▶ _WHAT YOU HAVE TO DO_:
Lines that contain "leading": how many are there in the listing below? Answer with a number and nothing more.

--*--

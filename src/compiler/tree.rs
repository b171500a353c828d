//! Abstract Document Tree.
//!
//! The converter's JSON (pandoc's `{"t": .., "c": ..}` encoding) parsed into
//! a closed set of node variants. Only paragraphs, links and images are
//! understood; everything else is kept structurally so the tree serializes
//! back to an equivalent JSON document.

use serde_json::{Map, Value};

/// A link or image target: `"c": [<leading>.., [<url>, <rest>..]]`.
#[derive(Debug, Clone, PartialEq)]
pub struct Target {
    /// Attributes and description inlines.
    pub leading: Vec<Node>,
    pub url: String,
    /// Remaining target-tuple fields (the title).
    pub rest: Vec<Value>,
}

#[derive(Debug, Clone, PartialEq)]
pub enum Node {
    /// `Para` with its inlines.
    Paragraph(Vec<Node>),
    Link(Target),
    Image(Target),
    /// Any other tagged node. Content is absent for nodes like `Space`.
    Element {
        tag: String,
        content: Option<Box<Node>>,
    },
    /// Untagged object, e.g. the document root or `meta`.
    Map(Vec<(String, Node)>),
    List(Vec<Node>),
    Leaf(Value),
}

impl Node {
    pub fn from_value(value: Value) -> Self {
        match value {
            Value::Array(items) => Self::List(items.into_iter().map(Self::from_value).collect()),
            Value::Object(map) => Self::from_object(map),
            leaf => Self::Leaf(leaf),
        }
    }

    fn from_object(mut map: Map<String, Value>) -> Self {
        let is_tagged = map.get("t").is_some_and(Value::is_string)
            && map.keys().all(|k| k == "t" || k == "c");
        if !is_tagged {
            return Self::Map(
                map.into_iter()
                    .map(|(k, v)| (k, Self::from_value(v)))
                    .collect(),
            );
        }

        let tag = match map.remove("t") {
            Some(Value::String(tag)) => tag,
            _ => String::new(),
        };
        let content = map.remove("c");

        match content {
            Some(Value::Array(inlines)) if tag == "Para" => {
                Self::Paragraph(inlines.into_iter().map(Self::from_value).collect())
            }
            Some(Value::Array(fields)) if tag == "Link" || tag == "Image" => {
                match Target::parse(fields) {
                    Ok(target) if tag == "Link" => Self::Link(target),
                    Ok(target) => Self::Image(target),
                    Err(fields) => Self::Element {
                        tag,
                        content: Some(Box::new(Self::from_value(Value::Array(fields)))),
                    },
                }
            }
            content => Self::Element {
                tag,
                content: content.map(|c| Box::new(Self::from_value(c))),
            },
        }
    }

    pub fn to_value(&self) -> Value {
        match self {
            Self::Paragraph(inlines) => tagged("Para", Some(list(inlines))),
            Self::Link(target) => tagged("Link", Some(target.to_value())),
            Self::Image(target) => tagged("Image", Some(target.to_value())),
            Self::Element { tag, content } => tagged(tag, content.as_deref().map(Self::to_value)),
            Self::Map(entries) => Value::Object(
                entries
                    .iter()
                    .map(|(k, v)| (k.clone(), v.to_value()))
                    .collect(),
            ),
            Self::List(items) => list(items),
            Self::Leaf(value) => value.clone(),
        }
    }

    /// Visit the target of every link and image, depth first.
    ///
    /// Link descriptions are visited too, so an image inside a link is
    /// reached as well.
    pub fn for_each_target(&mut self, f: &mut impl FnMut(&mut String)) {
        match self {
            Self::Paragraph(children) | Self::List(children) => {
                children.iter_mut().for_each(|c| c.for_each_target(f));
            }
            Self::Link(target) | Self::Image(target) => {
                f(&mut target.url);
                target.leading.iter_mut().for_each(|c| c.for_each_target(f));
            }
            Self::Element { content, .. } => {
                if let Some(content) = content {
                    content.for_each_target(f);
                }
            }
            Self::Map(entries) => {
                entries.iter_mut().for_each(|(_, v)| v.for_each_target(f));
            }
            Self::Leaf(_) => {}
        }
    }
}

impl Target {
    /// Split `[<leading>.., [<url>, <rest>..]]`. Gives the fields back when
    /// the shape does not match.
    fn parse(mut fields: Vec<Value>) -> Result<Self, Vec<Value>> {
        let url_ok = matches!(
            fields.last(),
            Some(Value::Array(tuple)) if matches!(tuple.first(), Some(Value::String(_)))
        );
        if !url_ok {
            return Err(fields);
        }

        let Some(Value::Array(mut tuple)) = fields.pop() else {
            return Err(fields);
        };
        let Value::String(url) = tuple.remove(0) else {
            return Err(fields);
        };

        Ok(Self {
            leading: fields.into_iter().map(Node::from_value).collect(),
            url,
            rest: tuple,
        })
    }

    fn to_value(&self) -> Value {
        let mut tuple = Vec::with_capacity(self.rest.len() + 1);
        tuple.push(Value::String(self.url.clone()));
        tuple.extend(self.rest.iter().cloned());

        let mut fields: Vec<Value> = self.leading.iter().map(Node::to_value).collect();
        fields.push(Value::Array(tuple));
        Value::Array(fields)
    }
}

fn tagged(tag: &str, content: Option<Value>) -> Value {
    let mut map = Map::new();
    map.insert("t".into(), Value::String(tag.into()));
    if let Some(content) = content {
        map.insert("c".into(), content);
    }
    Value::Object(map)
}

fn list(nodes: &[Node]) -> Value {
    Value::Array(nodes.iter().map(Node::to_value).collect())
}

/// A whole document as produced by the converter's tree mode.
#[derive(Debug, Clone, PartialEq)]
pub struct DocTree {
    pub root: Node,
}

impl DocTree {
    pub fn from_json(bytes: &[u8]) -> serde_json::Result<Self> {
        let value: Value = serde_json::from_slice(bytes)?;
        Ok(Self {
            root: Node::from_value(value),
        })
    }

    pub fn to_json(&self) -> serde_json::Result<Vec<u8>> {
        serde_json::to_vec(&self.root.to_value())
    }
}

--*--

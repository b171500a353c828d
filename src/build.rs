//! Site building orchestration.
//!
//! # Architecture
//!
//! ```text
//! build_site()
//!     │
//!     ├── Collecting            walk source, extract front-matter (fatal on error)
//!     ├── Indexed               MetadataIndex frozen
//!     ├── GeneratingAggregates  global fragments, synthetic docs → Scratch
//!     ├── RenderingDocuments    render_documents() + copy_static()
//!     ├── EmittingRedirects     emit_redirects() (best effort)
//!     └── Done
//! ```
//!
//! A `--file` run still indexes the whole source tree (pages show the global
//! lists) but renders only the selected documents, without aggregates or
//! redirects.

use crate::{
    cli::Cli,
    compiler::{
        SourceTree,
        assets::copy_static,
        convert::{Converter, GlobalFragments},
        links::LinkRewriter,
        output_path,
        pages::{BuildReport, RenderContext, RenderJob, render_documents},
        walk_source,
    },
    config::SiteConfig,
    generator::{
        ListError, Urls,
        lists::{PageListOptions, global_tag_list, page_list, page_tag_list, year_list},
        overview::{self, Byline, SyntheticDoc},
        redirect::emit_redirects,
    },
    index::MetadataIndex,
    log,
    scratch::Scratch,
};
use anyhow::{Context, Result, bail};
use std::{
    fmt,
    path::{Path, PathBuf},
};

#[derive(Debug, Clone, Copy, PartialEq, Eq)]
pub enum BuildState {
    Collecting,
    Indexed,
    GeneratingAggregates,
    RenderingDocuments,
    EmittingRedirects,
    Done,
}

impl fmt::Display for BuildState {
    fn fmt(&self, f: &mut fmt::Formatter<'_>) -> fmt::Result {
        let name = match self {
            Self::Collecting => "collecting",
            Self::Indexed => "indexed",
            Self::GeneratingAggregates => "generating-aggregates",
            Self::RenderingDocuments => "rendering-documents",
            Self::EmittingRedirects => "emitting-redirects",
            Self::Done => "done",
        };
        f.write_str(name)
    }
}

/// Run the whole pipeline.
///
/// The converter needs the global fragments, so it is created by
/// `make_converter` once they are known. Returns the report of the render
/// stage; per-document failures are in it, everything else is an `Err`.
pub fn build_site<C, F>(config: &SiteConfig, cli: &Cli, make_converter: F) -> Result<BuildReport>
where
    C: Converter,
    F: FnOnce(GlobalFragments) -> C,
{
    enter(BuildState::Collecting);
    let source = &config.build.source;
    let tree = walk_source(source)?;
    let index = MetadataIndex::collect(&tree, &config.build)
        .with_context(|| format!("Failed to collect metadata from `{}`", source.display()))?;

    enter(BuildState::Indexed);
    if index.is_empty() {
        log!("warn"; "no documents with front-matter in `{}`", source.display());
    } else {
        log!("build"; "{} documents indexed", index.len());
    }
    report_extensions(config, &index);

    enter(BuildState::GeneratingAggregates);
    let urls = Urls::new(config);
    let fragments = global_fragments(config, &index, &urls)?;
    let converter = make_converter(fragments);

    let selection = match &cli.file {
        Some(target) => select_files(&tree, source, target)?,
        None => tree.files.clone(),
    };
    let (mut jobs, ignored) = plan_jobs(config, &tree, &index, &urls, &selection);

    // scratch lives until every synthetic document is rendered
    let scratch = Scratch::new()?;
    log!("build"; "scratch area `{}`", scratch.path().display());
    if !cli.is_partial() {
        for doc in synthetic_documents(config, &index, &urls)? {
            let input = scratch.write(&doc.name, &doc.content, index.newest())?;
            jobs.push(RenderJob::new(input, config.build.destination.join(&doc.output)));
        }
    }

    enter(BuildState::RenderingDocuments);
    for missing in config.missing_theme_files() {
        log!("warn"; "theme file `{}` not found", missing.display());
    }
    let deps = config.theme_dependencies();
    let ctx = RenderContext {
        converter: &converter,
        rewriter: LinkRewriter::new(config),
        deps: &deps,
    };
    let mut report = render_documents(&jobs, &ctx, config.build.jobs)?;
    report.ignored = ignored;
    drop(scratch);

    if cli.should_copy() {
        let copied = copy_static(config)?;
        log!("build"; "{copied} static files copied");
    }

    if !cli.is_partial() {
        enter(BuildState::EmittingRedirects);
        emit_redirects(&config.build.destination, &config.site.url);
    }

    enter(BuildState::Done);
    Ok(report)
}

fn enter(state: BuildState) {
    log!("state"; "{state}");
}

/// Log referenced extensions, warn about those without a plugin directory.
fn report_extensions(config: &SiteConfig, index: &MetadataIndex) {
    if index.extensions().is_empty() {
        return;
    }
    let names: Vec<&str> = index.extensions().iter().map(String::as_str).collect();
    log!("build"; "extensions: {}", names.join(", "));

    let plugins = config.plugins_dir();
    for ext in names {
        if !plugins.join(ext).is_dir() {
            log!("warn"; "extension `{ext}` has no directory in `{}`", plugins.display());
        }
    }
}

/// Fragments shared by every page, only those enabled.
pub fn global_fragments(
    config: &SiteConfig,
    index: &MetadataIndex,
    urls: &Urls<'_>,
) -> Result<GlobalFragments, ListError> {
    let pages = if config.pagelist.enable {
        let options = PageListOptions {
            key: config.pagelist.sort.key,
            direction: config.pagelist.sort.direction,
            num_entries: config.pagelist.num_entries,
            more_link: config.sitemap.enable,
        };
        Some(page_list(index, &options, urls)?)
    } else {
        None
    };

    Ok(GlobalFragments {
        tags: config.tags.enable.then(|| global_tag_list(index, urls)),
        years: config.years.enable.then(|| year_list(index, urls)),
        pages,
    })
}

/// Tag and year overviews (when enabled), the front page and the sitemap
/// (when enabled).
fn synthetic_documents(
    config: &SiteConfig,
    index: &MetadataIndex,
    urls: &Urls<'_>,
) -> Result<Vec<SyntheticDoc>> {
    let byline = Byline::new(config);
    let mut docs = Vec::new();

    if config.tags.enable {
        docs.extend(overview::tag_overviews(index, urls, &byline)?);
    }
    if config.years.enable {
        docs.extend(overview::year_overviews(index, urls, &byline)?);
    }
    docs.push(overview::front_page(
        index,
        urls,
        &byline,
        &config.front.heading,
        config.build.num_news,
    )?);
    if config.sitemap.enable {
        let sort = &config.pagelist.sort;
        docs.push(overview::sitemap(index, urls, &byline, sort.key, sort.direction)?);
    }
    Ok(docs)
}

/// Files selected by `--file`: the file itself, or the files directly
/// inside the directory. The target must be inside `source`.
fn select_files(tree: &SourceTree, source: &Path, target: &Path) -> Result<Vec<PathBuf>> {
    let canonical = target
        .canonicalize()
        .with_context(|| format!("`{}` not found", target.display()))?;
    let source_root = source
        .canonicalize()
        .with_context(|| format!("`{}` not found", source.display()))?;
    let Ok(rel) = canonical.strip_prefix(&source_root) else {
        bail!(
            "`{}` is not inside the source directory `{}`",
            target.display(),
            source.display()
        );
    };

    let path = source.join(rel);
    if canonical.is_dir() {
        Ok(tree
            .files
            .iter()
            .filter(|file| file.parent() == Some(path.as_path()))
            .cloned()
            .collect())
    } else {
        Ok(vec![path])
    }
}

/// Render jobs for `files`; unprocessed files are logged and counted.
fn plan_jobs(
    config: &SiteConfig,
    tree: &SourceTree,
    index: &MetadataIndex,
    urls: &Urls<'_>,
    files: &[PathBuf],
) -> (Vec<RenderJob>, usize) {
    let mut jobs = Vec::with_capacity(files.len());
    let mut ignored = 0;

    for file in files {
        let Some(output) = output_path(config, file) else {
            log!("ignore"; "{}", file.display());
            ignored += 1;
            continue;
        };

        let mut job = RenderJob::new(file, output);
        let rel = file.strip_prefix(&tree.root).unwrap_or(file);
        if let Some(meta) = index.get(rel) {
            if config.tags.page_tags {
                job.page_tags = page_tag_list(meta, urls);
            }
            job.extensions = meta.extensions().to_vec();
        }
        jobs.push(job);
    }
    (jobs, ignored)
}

--*--

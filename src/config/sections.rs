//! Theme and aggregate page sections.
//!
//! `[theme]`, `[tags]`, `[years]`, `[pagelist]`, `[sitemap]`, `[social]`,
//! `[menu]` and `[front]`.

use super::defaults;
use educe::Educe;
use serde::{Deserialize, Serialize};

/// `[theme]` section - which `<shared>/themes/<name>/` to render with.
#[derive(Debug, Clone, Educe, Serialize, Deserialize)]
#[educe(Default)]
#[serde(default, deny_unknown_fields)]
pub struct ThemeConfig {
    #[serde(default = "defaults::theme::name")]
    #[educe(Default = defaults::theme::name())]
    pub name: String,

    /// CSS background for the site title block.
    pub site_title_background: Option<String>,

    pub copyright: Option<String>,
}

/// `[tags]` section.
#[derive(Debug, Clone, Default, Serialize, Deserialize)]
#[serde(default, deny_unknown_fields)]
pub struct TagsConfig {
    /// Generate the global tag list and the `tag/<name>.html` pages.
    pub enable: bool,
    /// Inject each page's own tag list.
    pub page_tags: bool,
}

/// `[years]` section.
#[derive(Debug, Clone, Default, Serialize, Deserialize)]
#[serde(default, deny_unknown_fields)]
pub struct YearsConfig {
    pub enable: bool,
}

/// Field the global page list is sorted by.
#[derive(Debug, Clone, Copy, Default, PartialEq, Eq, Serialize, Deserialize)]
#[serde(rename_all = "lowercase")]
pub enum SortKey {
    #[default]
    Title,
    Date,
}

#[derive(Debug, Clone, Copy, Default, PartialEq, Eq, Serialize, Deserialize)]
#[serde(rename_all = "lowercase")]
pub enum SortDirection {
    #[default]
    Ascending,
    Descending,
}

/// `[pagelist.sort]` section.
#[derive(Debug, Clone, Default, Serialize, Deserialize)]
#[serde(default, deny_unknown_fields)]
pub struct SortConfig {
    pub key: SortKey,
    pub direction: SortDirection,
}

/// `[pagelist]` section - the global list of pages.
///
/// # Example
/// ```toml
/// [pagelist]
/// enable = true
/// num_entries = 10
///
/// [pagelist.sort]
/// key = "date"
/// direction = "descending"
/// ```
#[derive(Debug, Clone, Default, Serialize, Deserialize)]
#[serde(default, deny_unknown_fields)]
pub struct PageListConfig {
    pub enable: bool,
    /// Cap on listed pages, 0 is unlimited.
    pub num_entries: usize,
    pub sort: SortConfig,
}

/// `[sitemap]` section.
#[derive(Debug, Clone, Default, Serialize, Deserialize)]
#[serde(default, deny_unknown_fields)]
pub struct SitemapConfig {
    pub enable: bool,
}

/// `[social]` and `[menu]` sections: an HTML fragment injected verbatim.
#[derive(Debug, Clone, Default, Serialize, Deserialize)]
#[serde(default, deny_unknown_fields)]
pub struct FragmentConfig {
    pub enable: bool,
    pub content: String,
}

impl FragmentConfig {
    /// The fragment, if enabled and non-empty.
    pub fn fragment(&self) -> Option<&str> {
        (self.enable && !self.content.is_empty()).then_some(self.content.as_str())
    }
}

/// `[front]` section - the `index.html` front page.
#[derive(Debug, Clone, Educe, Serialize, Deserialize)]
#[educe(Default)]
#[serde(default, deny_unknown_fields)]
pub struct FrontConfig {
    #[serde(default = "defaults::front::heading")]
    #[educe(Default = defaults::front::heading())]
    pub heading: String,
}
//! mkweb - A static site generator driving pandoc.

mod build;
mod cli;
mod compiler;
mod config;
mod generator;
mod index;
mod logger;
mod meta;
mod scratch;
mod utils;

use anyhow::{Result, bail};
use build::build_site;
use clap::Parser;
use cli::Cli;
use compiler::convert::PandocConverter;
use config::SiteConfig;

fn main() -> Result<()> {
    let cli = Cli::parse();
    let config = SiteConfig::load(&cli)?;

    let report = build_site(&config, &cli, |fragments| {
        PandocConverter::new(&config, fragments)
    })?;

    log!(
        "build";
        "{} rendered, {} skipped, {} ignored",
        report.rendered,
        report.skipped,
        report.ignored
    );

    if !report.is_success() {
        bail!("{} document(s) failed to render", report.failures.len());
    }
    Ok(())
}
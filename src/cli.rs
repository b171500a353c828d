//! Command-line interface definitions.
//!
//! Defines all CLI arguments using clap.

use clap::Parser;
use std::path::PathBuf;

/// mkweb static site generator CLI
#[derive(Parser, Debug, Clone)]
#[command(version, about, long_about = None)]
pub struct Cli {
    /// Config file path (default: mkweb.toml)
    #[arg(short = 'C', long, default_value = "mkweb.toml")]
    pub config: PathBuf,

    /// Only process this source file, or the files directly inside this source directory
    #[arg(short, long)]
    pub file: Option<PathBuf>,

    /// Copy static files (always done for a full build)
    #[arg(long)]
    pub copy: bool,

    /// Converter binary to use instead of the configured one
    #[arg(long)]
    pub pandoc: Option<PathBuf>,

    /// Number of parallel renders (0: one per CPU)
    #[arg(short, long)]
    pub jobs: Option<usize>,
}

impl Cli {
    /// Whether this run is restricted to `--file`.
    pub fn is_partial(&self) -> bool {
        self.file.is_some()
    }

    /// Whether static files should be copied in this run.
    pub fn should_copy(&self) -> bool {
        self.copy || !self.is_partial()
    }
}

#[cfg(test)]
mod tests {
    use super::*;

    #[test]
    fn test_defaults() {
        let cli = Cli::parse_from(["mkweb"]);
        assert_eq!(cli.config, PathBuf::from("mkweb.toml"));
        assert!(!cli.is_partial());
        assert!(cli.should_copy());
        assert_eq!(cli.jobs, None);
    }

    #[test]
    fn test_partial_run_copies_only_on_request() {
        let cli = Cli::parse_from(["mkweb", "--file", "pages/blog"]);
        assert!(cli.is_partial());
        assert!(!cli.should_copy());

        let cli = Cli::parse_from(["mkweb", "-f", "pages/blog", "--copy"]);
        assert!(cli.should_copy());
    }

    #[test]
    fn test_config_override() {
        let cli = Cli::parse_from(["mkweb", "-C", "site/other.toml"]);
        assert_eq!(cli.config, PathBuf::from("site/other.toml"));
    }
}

--*--

▶ _EXERCISE OUTPUT_:
6